Ce film, c'est une naissance pour Gabrielle Tremblay. Les astres étaient alignés. Elle qui rêvait d'être actrice, qui imitait le jeu des comédiennes quand elle était enfant, avait déjà été admise dans une école de cinéma, mais avait dû abandonner au bout d'une semaine parce qu'elle n'acceptait pas de se voir en garçon à l'écran.

C'est à 21 ans qu'elle a commencé sa transition, avec tous les sacrifices que cela exige. Entre autres, la perte de celui qu'elle considérait comme le grand amour de sa vie. Elle a auditionné pour le rôle de Klas Batalo deux mois après sa rupture.

«Je sentais que je n'avais plus rien à perdre, dit l'interprète de 26 ans. Mon personnage m'a permis de laisser tomber des barrières, pour être dans la lumière, pour m'assumer.»

«La plus grande incompréhension que les gens ont envers les trans, c'est de penser qu'on choisit d'être une femme ou un homme. Non, on choisit de vivre. Je me suis dit que j'avais le droit d'exister.»

Mathieu Denis et Simon Lavoie recherchaient une femme trans non opérée pour jouer Klas Batalo. Et pour la première fois, Gabrielle Tremblay a pu s'abandonner totalement face à la caméra, puisqu'on lui demandait d'être ce qu'elle était.

«Je me suis sentie utile»

Son apparition dans ce film de trois heures, d'une puissance inouïe, est même le premier point de bascule qui nous fait comprendre qu'on n'est pas face à une oeuvre ordinaire. Nue, presque en transe, elle danse en récitant un poème des Filles-commandos bandées de Josée Yvon pendant que derrière, Giutizia (Charlotte Aubin) peint rageusement une toile. Cela tient du happening artistique, dont le dévoilement de son sexe masculin renforce la poésie.
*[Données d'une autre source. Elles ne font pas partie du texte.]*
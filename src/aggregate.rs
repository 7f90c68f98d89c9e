//! Runs every scraper and merges their records into one ordered list.
//!
//! Each scraper returns its own `Vec<CameraRecord>`; nothing is shared between
//! them. A scraper that fails contributes zero records and an error entry in
//! the [`RunReport`], and never stops the others.
//!
//! The output order is always [`Source::ALL`] order, then each scraper's own
//! order, whether the scrapers ran one after another or concurrently.

use crate::config::ScraperConfig;
use crate::error::Result;
use crate::http::{Trust, build_client};
use crate::models::{CameraRecord, Source};
use crate::scrapers::{cimahi, kab, kbb, kota, pelindung};
use futures::future::join_all;
use reqwest::Client;
use std::time::Instant;
use tracing::{error, info, instrument};

/// How one source fared during a run.
#[derive(Debug, Clone, PartialEq)]
pub struct SourceOutcome {
    pub source: Source,
    pub records: usize,
    /// Why the source produced nothing, if it failed.
    pub error: Option<String>,
}

/// Everything a run produced.
#[derive(Debug, Default)]
pub struct RunReport {
    pub records: Vec<CameraRecord>,
    pub outcomes: Vec<SourceOutcome>,
}

impl RunReport {
    pub fn failed_sources(&self) -> impl Iterator<Item = &SourceOutcome> {
        self.outcomes.iter().filter(|o| o.error.is_some())
    }
}

/// Run one scraper.
#[instrument(level = "debug", skip(client, config))]
pub async fn scrape_source(
    source: Source,
    client: &Client,
    config: &ScraperConfig,
) -> Result<Vec<CameraRecord>> {
    match source {
        Source::Kota => kota::scrape(client, &config.kota).await,
        Source::Kbb => kbb::scrape(client, &config.kbb).await,
        Source::Kab => kab::scrape(client, &config.kab).await,
        Source::Pelindung => pelindung::scrape(&config.http, &config.pelindung).await,
        Source::Cimahi => cimahi::scrape(client, &config.cimahi).await,
    }
}

/// Run the selected scrapers and merge their output.
///
/// `sources` only selects which scrapers run; they always run, and their
/// records are always merged, in [`Source::ALL`] order. With `concurrent` the
/// scrapers' requests overlap, but the merged order is unchanged.
///
/// # Errors
///
/// Only fails if the shared HTTP client cannot be built. Scraper failures are
/// reported in [`RunReport::outcomes`].
#[instrument(level = "info", skip(config))]
pub async fn collect(config: &ScraperConfig, sources: &[Source], concurrent: bool) -> Result<RunReport> {
    let client = build_client(&config.http, Trust::Strict)?;
    let selected: Vec<Source> = Source::ALL
        .into_iter()
        .filter(|s| sources.contains(s))
        .collect();
    info!(sources = ?selected, concurrent, "Starting scrape run");

    let client = &client;
    let timed = move |source: Source| async move {
        let t0 = Instant::now();
        let result = scrape_source(source, client, config).await;
        (source, result, t0.elapsed())
    };

    let results = if concurrent {
        join_all(selected.iter().copied().map(timed)).await
    } else {
        let mut results = Vec::with_capacity(selected.len());
        for source in selected.iter().copied() {
            results.push(timed(source).await);
        }
        results
    };

    let mut report = RunReport::default();
    for (source, result, elapsed) in results {
        match result {
            Ok(records) => {
                info!(%source, count = records.len(), elapsed_ms = elapsed.as_millis() as u64, "Source finished");
                report.outcomes.push(SourceOutcome {
                    source,
                    records: records.len(),
                    error: None,
                });
                report.records.extend(records);
            }
            Err(e) => {
                error!(%source, error = %e, elapsed_ms = elapsed.as_millis() as u64, "Source failed; contributing no cameras");
                report.outcomes.push(SourceOutcome {
                    source,
                    records: 0,
                    error: Some(e.to_string()),
                });
            }
        }
    }

    info!(
        total = report.records.len(),
        failed = report.failed_sources().count(),
        "Scrape run complete"
    );
    Ok(report)
}
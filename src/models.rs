//! Data models for camera records and the sources that produce them.
//!
//! This module defines the core data structures used throughout the application:
//! - [`CameraRecord`]: The unified record every scraper emits
//! - [`Region`]: The administrative region a camera belongs to
//! - [`Source`]: Identifies one of the five upstream endpoints
//!
//! The serialized field names follow the JSON document consumed by the map
//! viewer, hence `streamUrl` in camelCase.

use serde::{Deserialize, Serialize};
use std::fmt;

/// A single traffic camera in the unified output schema.
///
/// Records are created by the scrapers, appended once to the run's output
/// and never mutated afterwards.
///
/// # Fields
///
/// * `id` - `<source-prefix>-<source-local-id>`, unique within one source
/// * `name` - Human-readable label prefixed with the source tag (e.g. `"KOTA - ..."`)
/// * `lat` / `lng` - WGS84 coordinates
/// * `stream_url` - Playable stream reference, possibly empty
/// * `region` - Administrative region label
#[derive(Debug, Clone, PartialEq, Deserialize, Serialize)]
pub struct CameraRecord {
    /// Globally unique id, prefixed by the producing source.
    pub id: String,
    /// Display name, prefixed with the source tag.
    pub name: String,
    /// Latitude in decimal degrees.
    pub lat: f64,
    /// Longitude in decimal degrees.
    pub lng: f64,
    /// Stream resource (HLS playlist or player page). May be empty.
    #[serde(rename = "streamUrl")]
    pub stream_url: String,
    /// Administrative region label.
    pub region: Region,
}

impl CameraRecord {
    /// The physical location a camera watches, without the source tag.
    ///
    /// `"KOTA - Simpang Dago - Arah Utara"` becomes `"Simpang Dago"`. The
    /// viewer groups cameras by this key.
    pub fn location_key(&self) -> &str {
        let without_tag = self
            .name
            .split_once(" - ")
            .map(|(_, rest)| rest)
            .unwrap_or(self.name.as_str());
        without_tag
            .split(" - ")
            .next()
            .unwrap_or(without_tag)
            .trim()
    }

    /// URL-friendly form of [`location_key`](Self::location_key).
    pub fn location_slug(&self) -> String {
        crate::utils::slugify(self.location_key())
    }
}

/// Administrative region a camera is reported under.
#[derive(Debug, Clone, Copy, PartialEq, Eq, Hash, Deserialize, Serialize)]
pub enum Region {
    #[serde(rename = "Kota Bandung")]
    KotaBandung,
    #[serde(rename = "Bandung Barat")]
    BandungBarat,
    #[serde(rename = "Kabupaten Bandung")]
    KabupatenBandung,
    #[serde(rename = "Kota Cimahi")]
    KotaCimahi,
}

impl Region {
    pub fn label(&self) -> &'static str {
        match self {
            Region::KotaBandung => "Kota Bandung",
            Region::BandungBarat => "Bandung Barat",
            Region::KabupatenBandung => "Kabupaten Bandung",
            Region::KotaCimahi => "Kota Cimahi",
        }
    }
}

impl fmt::Display for Region {
    fn fmt(&self, f: &mut fmt::Formatter<'_>) -> fmt::Result {
        f.write_str(self.label())
    }
}

/// One of the upstream endpoints, in aggregation order.
///
/// | Source | Endpoint | Method |
/// |--------|----------|--------|
/// | `Kota` | atcs-dishub.bandung.go.id | location → camera list → camera info |
/// | `Kbb` | atcs.bandungbaratkab.go.id | single JSON list |
/// | `Kab` | dishub.bandungkab.go.id | object literals scraped from a page |
/// | `Pelindung` | pelindung.bandung.go.id:8443 | JSON array, relaxed TLS |
/// | `Cimahi` | smartcity.cimahikota.go.id | page scrape + landmark lookup |
#[derive(Debug, Clone, Copy, PartialEq, Eq, Hash, clap::ValueEnum)]
pub enum Source {
    Kota,
    Kbb,
    Kab,
    Pelindung,
    Cimahi,
}

impl Source {
    /// Every source, in the fixed order the aggregator runs them.
    pub const ALL: [Source; 5] = [
        Source::Kota,
        Source::Kbb,
        Source::Kab,
        Source::Pelindung,
        Source::Cimahi,
    ];

    /// Prefix of every record id produced by this source.
    pub fn id_prefix(&self) -> &'static str {
        match self {
            Source::Kota => "city",
            Source::Kbb => "kbb",
            Source::Kab => "kab",
            Source::Pelindung => "pelindung",
            Source::Cimahi => "cimahi",
        }
    }

    /// Tag prepended to every record name produced by this source.
    pub fn name_tag(&self) -> &'static str {
        match self {
            Source::Kota => "KOTA",
            Source::Kbb => "KBB",
            Source::Kab => "KAB",
            Source::Pelindung => "PELINDUNG",
            Source::Cimahi => "CIMAHI",
        }
    }

    pub fn region(&self) -> Region {
        match self {
            Source::Kota | Source::Pelindung => Region::KotaBandung,
            Source::Kbb => Region::BandungBarat,
            Source::Kab => Region::KabupatenBandung,
            Source::Cimahi => Region::KotaCimahi,
        }
    }

    /// Build a record id from one or more source-local id parts.
    pub fn record_id(&self, parts: &[&str]) -> String {
        let mut id = self.id_prefix().to_string();
        for part in parts {
            id.push('-');
            id.push_str(part);
        }
        id
    }

    /// Build a display name carrying this source's tag.
    pub fn record_name(&self, label: &str) -> String {
        format!("{} - {}", self.name_tag(), label)
    }
}

impl fmt::Display for Source {
    fn fmt(&self, f: &mut fmt::Formatter<'_>) -> fmt::Result {
        let name = match self {
            Source::Kota => "kota",
            Source::Kbb => "kbb",
            Source::Kab => "kab",
            Source::Pelindung => "pelindung",
            Source::Cimahi => "cimahi",
        };
        f.write_str(name)
    }
}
C'est d'ailleurs la première scène que Gabrielle tournait de sa vie. «Être nue, danser, réciter le poème, ce sont tous des défis qui m'ont permis de gagner de la confiance pendant le tournage. On a besoin de diversité corporelle au cinéma et ce film démocratise les corps.»

«Ce personnage a été thérapeutique. J'ai l'impression que j'ai donné une couleur à ce personnage et qu'il a déteint sur moi.»

Surtout, elle avait l'impression que sa réalité de femme trans avait un sens dans une oeuvre qui la dépassait.

«Je me suis sentie utile. Je sentais que ma condition pouvait amener de la lumière. La vie n'est facile pour personne, mais je pense que nous, les trans, hommes ou femmes, on part avec moins dix... Tu veux être acceptée par la société, mais il faut que tu t'acceptes aussi. Mathieu et Simon auraient tellement pu profiter d'une mode, que ce soit joué par un cisgenre [une personne dont le genre correspond à son sexe à la naissance], mais là, c'est authentique, c'est de l'audace.»

Le fait d'aller au bout d'elle-même dans un film qui demandait un don absolu de soi a été une «révolution interne» pour elle. Et d'être en lice aux côtés, notamment, de Nathalie Baye (pour son rôle dans Juste la fin du monde de Xavier Dolan) l'émeut à un point tel qu'elle a retenu ses larmes plusieurs fois pendant notre conversation.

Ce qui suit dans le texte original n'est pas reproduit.